Protein–ligand binding studied by fluorescence spectroscopy. A and B, surface and cartoon representation of top view of model EcChiP (A) and surface and cartoon representation (B) of EcChiP, showing a top view and a 90° rotation representing a cross-section of the side view. All Trp residues in the EcChiP pore are represented as red stick-and-ball models. β-Barrels, smooth loops, and the surface of EcChiP are shown in gray, and α-helices are shown in yellow.

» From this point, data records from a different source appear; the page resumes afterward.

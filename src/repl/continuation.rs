// パス: src/repl/continuation.rs
// 役割: 入力行ごとに括弧の深さを数え、トップレベルの単位が閉じたかを判定する
// 意図: 構文解析せずに字句だけで「続きの行が要るか」を決め、本当の構文エラーは後段に任せる
// 関連ファイル: src/lexer.rs, src/repl/cmd.rs, src/repl/highlight.rs
//! 継続行の判定

use crate::lexer::{lex, TokenKind};

/// セッションを通じて持ち越す括弧の深さ。負にもなりうる（補正しない）。
#[derive(Debug, Default, Clone, Copy, PartialEq, Eq)]
pub struct DepthState {
    pub depth: i32,
}

impl DepthState {
    pub fn new() -> Self {
        Self::default()
    }

    /// 中断時など、入力単位を捨てるときに戻す。
    pub fn reset(&mut self) {
        self.depth = 0;
    }
}

/// ラベル / オブジェクトキーらしさの状態。行ごとに初期化する。
#[derive(Debug, Clone, Copy, PartialEq, Eq)]
enum LabelState {
    Neutral,
    Candidate,
    Confirmed,
}

/// 1 行を字句解析して深さを更新し、続きの行が要るなら `true` を返す。
///
/// 行末が `識別子:` / `"キー":` で終わる場合は深さを変えずにもう 1 行求める。
/// 不正なトークンがあっても行は数える（プロンプトが止まらないように）。
pub fn classify(line: &str, state: &mut DepthState) -> bool {
    let mut label = LabelState::Neutral;
    for token in lex(line) {
        match token.kind {
            TokenKind::Eof => break,
            TokenKind::BracketOpen | TokenKind::CurlyOpen | TokenKind::ParenOpen => {
                label = LabelState::Neutral;
                state.depth += 1;
            }
            TokenKind::BracketClose | TokenKind::CurlyClose | TokenKind::ParenClose => {
                label = LabelState::Neutral;
                state.depth -= 1;
            }
            TokenKind::Identifier | TokenKind::StringLiteral => {
                label = match label {
                    LabelState::Neutral => LabelState::Candidate,
                    _ => LabelState::Neutral,
                };
            }
            TokenKind::Colon => {
                label = match label {
                    LabelState::Candidate => LabelState::Confirmed,
                    _ => LabelState::Neutral,
                };
            }
            _ => {}
        }
    }
    let pending = i32::from(label == LabelState::Confirmed);
    state.depth + pending > 0
}

#[cfg(test)]
mod tests {
    use super::*;

    fn feed(lines: &[&str]) -> Vec<bool> {
        let mut state = DepthState::new();
        lines.iter().map(|line| classify(line, &mut state)).collect()
    }

    #[test]
    fn balanced_line_completes_immediately() {
        assert_eq!(feed(&["let a = [1, (2), {b: 3}];"]), vec![false]);
        assert_eq!(feed(&["1 + 2"]), vec![false]);
    }

    #[test]
    /// 深さが 0 に戻った行で単位が閉じる。
    fn nested_blocks_span_lines() {
        assert_eq!(
            feed(&["function f() {", "  if (x) {", "  }", "}"]),
            vec![true, true, true, false]
        );
    }

    #[test]
    /// 行末のキーとコロンは深さを変えずに続きを求める。
    fn trailing_key_requests_another_line() {
        assert_eq!(feed(&["{a:", "1}"]), vec![true, false]);
        let mut state = DepthState::new();
        assert!(classify("label:", &mut state));
        assert_eq!(state.depth, 0);
        assert!(!classify("x", &mut state));
    }

    #[test]
    fn two_identifiers_do_not_form_a_label() {
        let mut state = DepthState::new();
        assert!(!classify("a b:", &mut state));
        assert!(classify("case 'k':", &mut state));
        assert_eq!(state.depth, 0);
    }

    #[test]
    /// 閉じ過ぎた入力は負の深さのまま後段へ渡す。
    fn negative_depth_is_not_clamped() {
        let mut state = DepthState::new();
        assert!(!classify("}", &mut state));
        assert_eq!(state.depth, -1);
    }

    #[test]
    /// 閉じていない文字列でも判定は止まらない。
    fn tokenizer_errors_do_not_block() {
        let mut state = DepthState::new();
        assert!(classify("foo(\"abc", &mut state));
        assert_eq!(state.depth, 1);
        assert!(!classify(")", &mut state));
    }

    #[test]
    fn brackets_inside_strings_are_ignored() {
        assert_eq!(feed(&["'{' + \"[\""]), vec![false]);
    }
}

Trp-22, Trp-120, Trp-138, Trp-316, and Trp-317 are positioned inside the pore, whereas Trp-98 (in L2), Trp-176 (in L4), Trp-364 (in L8), and Tyr-417 (in L9) can protrude into the channel from extracellular side. Trp-342 is part of a periplasmic turn. Other tryptophan residues (positions 46, 168, 266, 288, and 357) are located at different positions around the outer surface of the barrel. C, chromatographic profile of EcChiP purification with a HiPrep 16/60 Sephacryl S-200 high-resolution column connected to an ÄKTA Prime plus FPLC system. Bound proteins were eluted with a 20 mm phosphate buffer, pH 7.4, in the presence of 0.05% LDAO. SDS-PAGE analysis of purified EcChiP is shown in an inset (EcChiP samples were heated). D, effects of chitohexaose on the intrinsic fluorescence of EcChiP. Aliquots of chitohexaose were added to 720 ng/ml (final concentration) of EcChiP as shown. E, binding curves for chitohexaose. Binding curves were evaluated with a non-linear regression function available in Prism version 5.0 (GraphPad Software) using a model based on a single binding site. Experiments were performed in triplicate, and the results shown are averages.